▶ _What you have to do_: Spot each line in the records below where the word "through" occurs, then copy it.

Stored data:
* * * * * * *

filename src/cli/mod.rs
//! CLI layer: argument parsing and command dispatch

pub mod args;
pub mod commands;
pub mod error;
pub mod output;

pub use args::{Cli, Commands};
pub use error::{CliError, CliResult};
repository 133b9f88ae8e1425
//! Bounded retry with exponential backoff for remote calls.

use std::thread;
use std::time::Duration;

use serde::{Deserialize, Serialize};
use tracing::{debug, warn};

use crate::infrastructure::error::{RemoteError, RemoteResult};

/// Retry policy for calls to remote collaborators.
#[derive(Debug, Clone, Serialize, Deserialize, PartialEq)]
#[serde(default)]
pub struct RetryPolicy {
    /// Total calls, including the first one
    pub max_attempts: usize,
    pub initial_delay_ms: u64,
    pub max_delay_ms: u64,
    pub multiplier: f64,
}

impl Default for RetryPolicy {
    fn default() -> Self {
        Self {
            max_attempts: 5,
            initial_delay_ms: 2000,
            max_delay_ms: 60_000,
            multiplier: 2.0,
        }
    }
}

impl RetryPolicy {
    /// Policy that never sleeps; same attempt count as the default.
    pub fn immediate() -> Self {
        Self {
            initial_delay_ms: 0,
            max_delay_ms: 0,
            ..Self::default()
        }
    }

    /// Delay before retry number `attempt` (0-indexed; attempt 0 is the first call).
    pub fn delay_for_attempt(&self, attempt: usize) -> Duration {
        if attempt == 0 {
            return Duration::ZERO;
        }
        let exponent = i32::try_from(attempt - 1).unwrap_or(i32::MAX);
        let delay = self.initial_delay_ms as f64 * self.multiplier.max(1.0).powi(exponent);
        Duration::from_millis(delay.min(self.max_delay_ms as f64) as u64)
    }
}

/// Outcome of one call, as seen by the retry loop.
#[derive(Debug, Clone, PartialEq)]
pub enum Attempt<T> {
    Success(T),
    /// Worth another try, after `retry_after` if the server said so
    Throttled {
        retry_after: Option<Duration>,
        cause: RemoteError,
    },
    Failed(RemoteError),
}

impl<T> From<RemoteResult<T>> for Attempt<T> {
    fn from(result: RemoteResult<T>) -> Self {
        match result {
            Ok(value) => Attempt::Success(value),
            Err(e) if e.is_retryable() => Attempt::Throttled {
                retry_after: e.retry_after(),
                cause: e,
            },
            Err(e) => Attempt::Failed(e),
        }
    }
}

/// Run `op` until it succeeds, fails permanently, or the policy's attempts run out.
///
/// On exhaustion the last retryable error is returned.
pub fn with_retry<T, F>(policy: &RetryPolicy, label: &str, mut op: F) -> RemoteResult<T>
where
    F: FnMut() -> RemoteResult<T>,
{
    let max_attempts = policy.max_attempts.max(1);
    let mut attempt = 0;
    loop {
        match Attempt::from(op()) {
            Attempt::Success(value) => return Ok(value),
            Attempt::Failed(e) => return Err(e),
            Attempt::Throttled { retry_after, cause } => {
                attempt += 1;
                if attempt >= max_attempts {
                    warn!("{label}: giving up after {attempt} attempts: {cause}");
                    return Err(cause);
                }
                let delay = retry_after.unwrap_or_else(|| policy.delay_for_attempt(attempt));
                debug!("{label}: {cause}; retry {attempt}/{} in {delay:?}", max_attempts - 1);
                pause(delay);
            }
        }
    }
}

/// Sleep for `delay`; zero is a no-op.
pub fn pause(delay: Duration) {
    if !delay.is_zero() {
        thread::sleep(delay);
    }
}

* * * * * * *

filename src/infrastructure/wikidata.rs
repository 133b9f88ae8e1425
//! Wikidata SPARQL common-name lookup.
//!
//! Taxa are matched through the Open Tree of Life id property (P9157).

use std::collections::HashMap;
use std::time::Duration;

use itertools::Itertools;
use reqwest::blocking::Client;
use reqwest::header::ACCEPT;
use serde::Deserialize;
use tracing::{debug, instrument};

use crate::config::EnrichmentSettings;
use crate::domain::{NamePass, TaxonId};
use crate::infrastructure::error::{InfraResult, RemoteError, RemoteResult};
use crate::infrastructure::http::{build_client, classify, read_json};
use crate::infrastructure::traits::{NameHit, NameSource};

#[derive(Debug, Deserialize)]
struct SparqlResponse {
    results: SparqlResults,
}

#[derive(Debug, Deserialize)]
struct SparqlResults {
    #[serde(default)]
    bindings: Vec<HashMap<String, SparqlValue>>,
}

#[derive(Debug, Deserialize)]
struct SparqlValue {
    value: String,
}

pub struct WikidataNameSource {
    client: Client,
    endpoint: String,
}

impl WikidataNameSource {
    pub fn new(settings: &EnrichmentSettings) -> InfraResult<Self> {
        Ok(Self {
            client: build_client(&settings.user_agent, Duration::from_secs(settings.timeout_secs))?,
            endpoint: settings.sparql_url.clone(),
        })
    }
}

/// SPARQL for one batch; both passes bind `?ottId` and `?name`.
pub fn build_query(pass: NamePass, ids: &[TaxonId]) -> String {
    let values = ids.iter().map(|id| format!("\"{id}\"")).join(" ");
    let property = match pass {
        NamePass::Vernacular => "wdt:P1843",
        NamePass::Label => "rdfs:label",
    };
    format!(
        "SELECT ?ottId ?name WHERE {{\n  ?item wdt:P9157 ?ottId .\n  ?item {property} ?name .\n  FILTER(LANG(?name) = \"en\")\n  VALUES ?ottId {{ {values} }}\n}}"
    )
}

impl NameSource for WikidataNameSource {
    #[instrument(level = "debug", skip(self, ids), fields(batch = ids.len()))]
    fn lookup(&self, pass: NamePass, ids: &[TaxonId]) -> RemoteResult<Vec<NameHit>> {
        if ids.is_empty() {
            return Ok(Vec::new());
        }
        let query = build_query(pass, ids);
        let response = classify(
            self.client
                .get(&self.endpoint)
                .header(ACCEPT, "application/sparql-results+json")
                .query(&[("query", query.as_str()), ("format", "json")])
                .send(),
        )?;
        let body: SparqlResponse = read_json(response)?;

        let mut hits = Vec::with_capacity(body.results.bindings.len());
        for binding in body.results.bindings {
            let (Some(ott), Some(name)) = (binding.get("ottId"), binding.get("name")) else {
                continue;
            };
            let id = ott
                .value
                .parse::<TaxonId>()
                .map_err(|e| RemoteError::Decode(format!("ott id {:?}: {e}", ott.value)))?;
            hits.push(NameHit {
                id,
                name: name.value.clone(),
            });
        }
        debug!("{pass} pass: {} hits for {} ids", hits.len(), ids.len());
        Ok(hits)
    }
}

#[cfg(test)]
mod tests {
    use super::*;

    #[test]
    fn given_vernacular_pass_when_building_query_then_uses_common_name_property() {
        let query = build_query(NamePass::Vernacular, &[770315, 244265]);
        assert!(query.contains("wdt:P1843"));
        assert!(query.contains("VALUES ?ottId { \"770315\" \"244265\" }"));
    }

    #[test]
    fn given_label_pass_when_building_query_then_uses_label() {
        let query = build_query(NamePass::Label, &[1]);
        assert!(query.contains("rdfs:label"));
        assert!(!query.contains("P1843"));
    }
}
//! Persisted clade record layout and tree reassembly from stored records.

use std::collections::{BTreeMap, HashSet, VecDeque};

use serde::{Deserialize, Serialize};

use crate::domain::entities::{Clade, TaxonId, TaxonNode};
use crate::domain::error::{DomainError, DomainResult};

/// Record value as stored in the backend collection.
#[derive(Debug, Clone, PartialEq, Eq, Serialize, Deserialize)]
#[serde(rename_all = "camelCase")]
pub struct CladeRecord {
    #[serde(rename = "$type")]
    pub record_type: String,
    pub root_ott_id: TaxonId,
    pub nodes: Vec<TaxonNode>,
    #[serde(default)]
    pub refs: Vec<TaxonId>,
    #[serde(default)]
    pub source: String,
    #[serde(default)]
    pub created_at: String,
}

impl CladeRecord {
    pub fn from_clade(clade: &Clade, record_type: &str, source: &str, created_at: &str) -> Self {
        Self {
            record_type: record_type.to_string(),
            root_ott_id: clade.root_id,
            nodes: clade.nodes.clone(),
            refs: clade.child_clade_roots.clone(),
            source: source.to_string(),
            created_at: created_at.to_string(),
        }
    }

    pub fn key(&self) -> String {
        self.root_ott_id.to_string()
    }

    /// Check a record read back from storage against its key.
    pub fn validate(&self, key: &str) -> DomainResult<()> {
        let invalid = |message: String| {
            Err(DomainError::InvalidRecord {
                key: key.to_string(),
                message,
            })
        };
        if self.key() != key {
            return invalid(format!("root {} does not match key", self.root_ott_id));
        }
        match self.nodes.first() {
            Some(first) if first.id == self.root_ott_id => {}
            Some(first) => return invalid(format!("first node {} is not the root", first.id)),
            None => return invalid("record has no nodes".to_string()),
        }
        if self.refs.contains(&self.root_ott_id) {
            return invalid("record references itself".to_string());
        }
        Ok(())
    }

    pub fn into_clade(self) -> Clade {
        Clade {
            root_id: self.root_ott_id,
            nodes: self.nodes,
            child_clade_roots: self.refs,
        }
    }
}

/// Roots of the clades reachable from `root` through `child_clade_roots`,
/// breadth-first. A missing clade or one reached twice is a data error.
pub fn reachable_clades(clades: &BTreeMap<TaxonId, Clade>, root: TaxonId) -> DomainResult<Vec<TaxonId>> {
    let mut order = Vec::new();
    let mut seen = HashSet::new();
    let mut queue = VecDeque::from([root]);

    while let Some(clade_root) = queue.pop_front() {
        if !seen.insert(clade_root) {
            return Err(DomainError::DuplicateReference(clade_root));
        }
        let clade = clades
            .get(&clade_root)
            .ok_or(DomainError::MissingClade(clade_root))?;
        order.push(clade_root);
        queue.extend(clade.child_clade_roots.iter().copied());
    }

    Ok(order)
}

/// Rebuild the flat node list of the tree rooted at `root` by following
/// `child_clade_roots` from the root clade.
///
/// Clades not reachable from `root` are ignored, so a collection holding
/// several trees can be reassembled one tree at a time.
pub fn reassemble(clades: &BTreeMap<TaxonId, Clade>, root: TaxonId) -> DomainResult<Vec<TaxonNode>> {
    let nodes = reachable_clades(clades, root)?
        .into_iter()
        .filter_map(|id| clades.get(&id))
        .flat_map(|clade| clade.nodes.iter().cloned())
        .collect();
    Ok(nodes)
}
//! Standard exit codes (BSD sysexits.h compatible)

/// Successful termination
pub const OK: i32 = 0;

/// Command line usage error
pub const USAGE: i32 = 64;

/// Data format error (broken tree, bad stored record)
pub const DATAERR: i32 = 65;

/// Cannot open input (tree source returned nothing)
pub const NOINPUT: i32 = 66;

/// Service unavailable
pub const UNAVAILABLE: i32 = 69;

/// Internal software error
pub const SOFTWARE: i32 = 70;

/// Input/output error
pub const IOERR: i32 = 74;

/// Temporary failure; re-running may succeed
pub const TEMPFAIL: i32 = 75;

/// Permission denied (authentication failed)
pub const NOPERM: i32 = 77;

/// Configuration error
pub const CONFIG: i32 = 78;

* * * * * * *

▶ _Response area_:
//! Taxa are matched through the Open Tree of Life id property (P9157).
/// Roots of the clades reachable from `root` through `child_clade_roots`,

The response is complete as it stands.